TASK BRIEF:
Return every line of the listing, exactly as it reads.

DATA TO USE:

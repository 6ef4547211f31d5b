use url::Url;

/// Turns a site-relative path into an absolute URL by prefixing the origin
///
/// This is plain concatenation: catalog paths already start with `/` and the
/// origin is validated to carry no trailing slash.
///
/// # Examples
///
/// ```
/// use nord_sound_crawler::url::absolutize;
///
/// assert_eq!(
///     absolutize("https://www.nordkeyboards.com", "/x"),
///     "https://www.nordkeyboards.com/x"
/// );
/// ```
pub fn absolutize(origin: &str, path: &str) -> String {
    format!("{}{}", origin, path)
}

/// Resolves a link that arrived as a bare string
///
/// Absolute `http`/`https` URLs are kept as they are; everything else is
/// treated as a site-relative path and prefixed with the origin.
pub fn resolve_bare_link(origin: &str, link: &str) -> String {
    if is_absolute_http(link) {
        link.to_string()
    } else {
        absolutize(origin, link)
    }
}

fn is_absolute_http(link: &str) -> bool {
    Url::parse(link)
        .map(|url| matches!(url.scheme(), "http" | "https") && url.host_str().is_some())
        .unwrap_or(false)
}

#[cfg(test)]
mod tests {
    use super::*;

    const ORIGIN: &str = "https://www.nordkeyboards.com";

    #[test]
    fn test_absolutize_prefixes_origin() {
        assert_eq!(absolutize(ORIGIN, "/x"), "https://www.nordkeyboards.com/x");
        assert_eq!(
            absolutize(ORIGIN, "/sounds/piano-library/grand"),
            "https://www.nordkeyboards.com/sounds/piano-library/grand"
        );
    }

    #[test]
    fn test_absolutize_is_plain_concatenation() {
        assert_eq!(
            absolutize(ORIGIN, "/files/a b.npno?x=1"),
            "https://www.nordkeyboards.com/files/a b.npno?x=1"
        );
    }

    #[test]
    fn test_bare_absolute_link_passes_through() {
        assert_eq!(
            resolve_bare_link(ORIGIN, "https://cdn.example.com/a"),
            "https://cdn.example.com/a"
        );
        assert_eq!(
            resolve_bare_link(ORIGIN, "http://www.nordkeyboards.com/b"),
            "http://www.nordkeyboards.com/b"
        );
    }

    #[test]
    fn test_bare_relative_link_is_prefixed() {
        assert_eq!(
            resolve_bare_link(ORIGIN, "/sounds/x"),
            "https://www.nordkeyboards.com/sounds/x"
        );
    }
}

PROBLEM SOLUTION:
repository 6ef4547211f31d5b
use url::Url;

/// Turns a site-relative path into an absolute URL by prefixing the origin
///
/// This is plain concatenation: catalog paths already start with `/` and the
/// origin is validated to carry no trailing slash.
///
/// # Examples
///
/// ```
/// use nord_sound_crawler::url::absolutize;
///
/// assert_eq!(
///     absolutize("https://www.nordkeyboards.com", "/x"),
///     "https://www.nordkeyboards.com/x"
/// );
/// ```
pub fn absolutize(origin: &str, path: &str) -> String {
    format!("{}{}", origin, path)
}

/// Resolves a link that arrived as a bare string
///
/// Absolute `http`/`https` URLs are kept as they are; everything else is
/// treated as a site-relative path and prefixed with the origin.
pub fn resolve_bare_link(origin: &str, link: &str) -> String {
    if is_absolute_http(link) {
        link.to_string()
    } else {
        absolutize(origin, link)
    }
}

fn is_absolute_http(link: &str) -> bool {
    Url::parse(link)
        .map(|url| matches!(url.scheme(), "http" | "https") && url.host_str().is_some())
        .unwrap_or(false)
}

#[cfg(test)]
mod tests {
    use super::*;

    const ORIGIN: &str = "https://www.nordkeyboards.com";

    #[test]
    fn test_absolutize_prefixes_origin() {
        assert_eq!(absolutize(ORIGIN, "/x"), "https://www.nordkeyboards.com/x");
        assert_eq!(
            absolutize(ORIGIN, "/sounds/piano-library/grand"),
            "https://www.nordkeyboards.com/sounds/piano-library/grand"
        );
    }

    #[test]
    fn test_absolutize_is_plain_concatenation() {
        assert_eq!(
            absolutize(ORIGIN, "/files/a b.npno?x=1"),
            "https://www.nordkeyboards.com/files/a b.npno?x=1"
        );
    }

    #[test]
    fn test_bare_absolute_link_passes_through() {
        assert_eq!(
            resolve_bare_link(ORIGIN, "https://cdn.example.com/a"),
            "https://cdn.example.com/a"
        );
        assert_eq!(
            resolve_bare_link(ORIGIN, "http://www.nordkeyboards.com/b"),
            "http://www.nordkeyboards.com/b"
        );
    }

    #[test]
    fn test_bare_relative_link_is_prefixed() {
        assert_eq!(
            resolve_bare_link(ORIGIN, "/sounds/x"),
            "https://www.nordkeyboards.com/sounds/x"
        );
    }
}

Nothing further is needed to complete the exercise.